§ REQUIREMENT
Going through the data below, copy out each line where the word "ValuationResult" shows up.

(Collected data)
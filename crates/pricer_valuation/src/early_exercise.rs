//! Longstaff-Schwartz resolution of early-exercise products.
//!
//! For one early-exercise slot:
//!
//! 1. At each exercise date, the path-wise value of the post-exercise product
//!    (cashflows after the date) is regressed on the factors at that date,
//!    giving the exercise value.
//! 2. Walking backwards from the last exercise date, the value of following
//!    the current stopping rule (underlying cashflows after the value date up
//!    to and including the stop, then the post-exercise cashflows after it)
//!    is regressed the same way to get the continuation value. A path stops
//!    at the date if the holder gains by exercising (long optionality) or the
//!    counterparty does (short).
//! 3. The slot's cashflows are rewritten to follow the final stopping rule:
//!    underlying cashflows in `(value date, stop]`, then post-exercise
//!    cashflows after the stop.

use pricer_core::types::{Cashflow, Date};
use tracing::debug;

use crate::cashflows::SimulatedCashflows;
use crate::error::{RegressionError, ValuationError, ValuationResult};
use crate::portfolio::ExerciseTask;
use crate::regression::{RegressionBasis, RegressionMethod};
use crate::regressors::SimulatedRegressors;

/// Read-only inputs shared by every resolution task.
#[derive(Clone, Copy, Debug)]
pub(crate) struct ExerciseContext<'a> {
    pub(crate) cashflows: &'a SimulatedCashflows,
    pub(crate) regressors: &'a SimulatedRegressors,
    pub(crate) value_date: Date,
    pub(crate) basis: RegressionBasis,
    pub(crate) method: RegressionMethod,
}

/// Resolves one task and returns the replacement cashflows of its slot, one
/// list per path. The stores are not modified.
pub(crate) fn resolve(task: &ExerciseTask, ctx: ExerciseContext<'_>) -> ValuationResult<Vec<Vec<Cashflow>>> {
    let n_paths = ctx.cashflows.n_paths();
    let events = &task.events;

    let date_columns = events
        .iter()
        .map(|e| {
            ctx.regressors
                .date_index(e.date)
                .ok_or(ValuationError::Regression {
                    date: e.date,
                    source: RegressionError::NoFactorsAtDate,
                })
        })
        .collect::<ValuationResult<Vec<usize>>>()?;

    let exercise_values = events
        .iter()
        .enumerate()
        .map(|(j, event)| {
            let target = ctx
                .cashflows
                .pathwise_pv(event.date, &[task.post_exercise_slot(j)]);
            ctx.regressors
                .fit_at(date_columns[j], &target, ctx.basis, ctx.method)
        })
        .collect::<ValuationResult<Vec<Vec<f64>>>>()?;

    let mut stop: Vec<Option<usize>> = vec![None; n_paths];
    for j in (0..events.len()).rev() {
        let event = events[j];
        let target: Vec<f64> = (0..n_paths)
            .map(|path| continuation_pv(task, ctx.cashflows, path, ctx.value_date, stop[path]))
            .collect();
        let continuation = ctx
            .regressors
            .fit_at(date_columns[j], &target, ctx.basis, ctx.method)?;

        let mut exercised = 0usize;
        for (path, stop_at) in stop.iter_mut().enumerate() {
            let cv = continuation[path];
            let ev = exercise_values[j][path];
            let exercise = if event.long_optionality { cv < ev } else { cv > ev };
            if exercise {
                *stop_at = Some(j);
                exercised += 1;
            }
        }
        debug!(slot = task.slot, date = %event.date, exercised, "exercise boundary");
    }

    Ok((0..n_paths)
        .map(|path| stopped_cashflows(task, ctx.cashflows, path, ctx.value_date, stop[path]))
        .collect())
}

/// Value of following the stopping rule: underlying cashflows in
/// `(value_date, stop]` plus post-exercise cashflows after the stop.
fn continuation_pv(
    task: &ExerciseTask,
    cashflows: &SimulatedCashflows,
    path: usize,
    value_date: Date,
    stop: Option<usize>,
) -> f64 {
    let stop_date = stop.map(|k| task.events[k].date);
    let underlying: f64 = cashflows
        .cashflows(task.slot, path)
        .iter()
        .filter(|cf| cf.date > value_date && stop_date.map_or(true, |s| cf.date <= s))
        .map(|cf| cf.amount)
        .sum();
    let post_exercise = match (stop, stop_date) {
        (Some(k), Some(s)) => cashflows.path_pv(path, s, &[task.post_exercise_slot(k)]),
        _ => 0.0,
    };
    underlying + post_exercise
}

/// Underlying cashflows in `(value_date, stop]` followed by post-exercise
/// cashflows after the stop.
fn stopped_cashflows(
    task: &ExerciseTask,
    cashflows: &SimulatedCashflows,
    path: usize,
    value_date: Date,
    stop: Option<usize>,
) -> Vec<Cashflow> {
    let underlying = cashflows.cashflows(task.slot, path).iter().copied();
    match stop {
        None => underlying.filter(|cf| cf.date > value_date).collect(),
        Some(k) => {
            let stop_date = task.events[k].date;
            underlying
                .filter(|cf| cf.date > value_date && cf.date <= stop_date)
                .chain(
                    cashflows
                        .cashflows(task.post_exercise_slot(k), path)
                        .iter()
                        .copied()
                        .filter(|cf| cf.date > stop_date),
                )
                .collect()
        }
    }
}

#[cfg(test)]
mod tests {
    use super::*;
    use approx::assert_relative_eq;
    use pricer_core::traits::ExerciseEvent;
    use pricer_core::types::Currency;

    fn d(m: u32) -> Date {
        Date::from_ymd(2026, m, 1).unwrap()
    }

    fn cf(m: u32, amount: f64) -> Cashflow {
        Cashflow::new(d(m), amount, Currency::ZAR)
    }

    fn task(long: bool) -> ExerciseTask {
        ExerciseTask {
            slot: 0,
            events: vec![ExerciseEvent {
                date: d(3),
                post_exercise_index: 0,
                long_optionality: long,
            }],
            post_exercise_slots: vec![1],
        }
    }

    // Path factor equals the payoff of exercising, so the regression is exact.
    fn stores(payoffs: &[f64]) -> (SimulatedCashflows, SimulatedRegressors) {
        let n = payoffs.len();
        let mut cashflows = SimulatedCashflows::new(2, n);
        let mut regressors = SimulatedRegressors::new(vec![d(3)], 1, n);
        for (path, &payoff) in payoffs.iter().enumerate() {
            cashflows.add(0, path, cf(2, 10.0));
            cashflows.add(0, path, cf(6, 1.0));
            cashflows.add(1, path, cf(4, payoff));
            regressors.add(path, 0, 0, payoff);
        }
        (cashflows, regressors)
    }

    fn context<'a>(
        cashflows: &'a SimulatedCashflows,
        regressors: &'a SimulatedRegressors,
    ) -> ExerciseContext<'a> {
        ExerciseContext {
            cashflows,
            regressors,
            value_date: d(1),
            basis: RegressionBasis::Polynomial { order: 1 },
            method: RegressionMethod::Svd,
        }
    }

    // Continuation counts the 10 paid before the exercise date as well, so
    // it is 11 on every path against an exercise value of at most 3.8.
    #[test]
    fn test_long_holder_keeps_underlying_when_continuation_dominates() {
        let payoffs: Vec<f64> = (0..20).map(|i| i as f64 * 0.2).collect();
        let (cashflows, regressors) = stores(&payoffs);
        let rewritten = resolve(&task(true), context(&cashflows, &regressors)).unwrap();
        for path in rewritten {
            let pv: f64 = path.iter().map(|c| c.amount).sum();
            assert_relative_eq!(pv, 11.0, epsilon = 1e-9);
        }
    }

    #[test]
    fn test_long_holder_exercises_when_payoff_beats_continuation() {
        let payoffs: Vec<f64> = (0..20).map(|i| 8.25 + i as f64 * 0.5).collect();
        let (cashflows, regressors) = stores(&payoffs);
        let rewritten = resolve(&task(true), context(&cashflows, &regressors)).unwrap();
        for (path, &payoff) in payoffs.iter().enumerate() {
            let pv: f64 = rewritten[path].iter().map(|c| c.amount).sum();
            let expected = if payoff > 11.0 { 10.0 + payoff } else { 11.0 };
            assert_relative_eq!(pv, expected, epsilon = 1e-9);
        }
    }

    #[test]
    fn test_short_optionality_minimises() {
        let payoffs: Vec<f64> = (0..20).map(|i| i as f64 * 0.2).collect();
        let (cashflows, regressors) = stores(&payoffs);
        let rewritten = resolve(&task(false), context(&cashflows, &regressors)).unwrap();
        for (path, &payoff) in payoffs.iter().enumerate() {
            let pv: f64 = rewritten[path].iter().map(|c| c.amount).sum();
            // Stopping keeps the 10 paid before the exercise date.
            assert_relative_eq!(pv, 10.0 + payoff, epsilon = 1e-9);
        }
    }

    #[test]
    fn test_coupon_on_exercise_date_stays_with_underlying() {
        let mut cashflows = SimulatedCashflows::new(2, 1);
        cashflows.add(0, 0, cf(2, 10.0));
        cashflows.add(0, 0, cf(3, 2.0));
        cashflows.add(0, 0, cf(6, 1.0));
        cashflows.add(1, 0, cf(3, 7.0));
        cashflows.add(1, 0, cf(4, 5.0));

        let stopped = stopped_cashflows(&task(true), &cashflows, 0, d(1), Some(0));
        assert_eq!(stopped, vec![cf(2, 10.0), cf(3, 2.0), cf(4, 5.0)]);
        assert_relative_eq!(continuation_pv(&task(true), &cashflows, 0, d(1), Some(0)), 17.0);
    }

    #[test]
    fn test_unknown_exercise_date_is_regression_error() {
        let (cashflows, _) = stores(&[1.0, 2.0]);
        let regressors = SimulatedRegressors::new(vec![d(5)], 1, 2);
        let err = resolve(&task(true), context(&cashflows, &regressors)).unwrap_err();
        assert!(err.is_regression());
    }
}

§ RESPONSE FOR THIS EXERCISE
use crate::error::{RegressionError, ValuationError, ValuationResult};
pub(crate) fn resolve(task: &ExerciseTask, ctx: ExerciseContext<'_>) -> ValuationResult<Vec<Vec<Cashflow>>> {
        .collect::<ValuationResult<Vec<usize>>>()?;
        .collect::<ValuationResult<Vec<Vec<f64>>>>()?;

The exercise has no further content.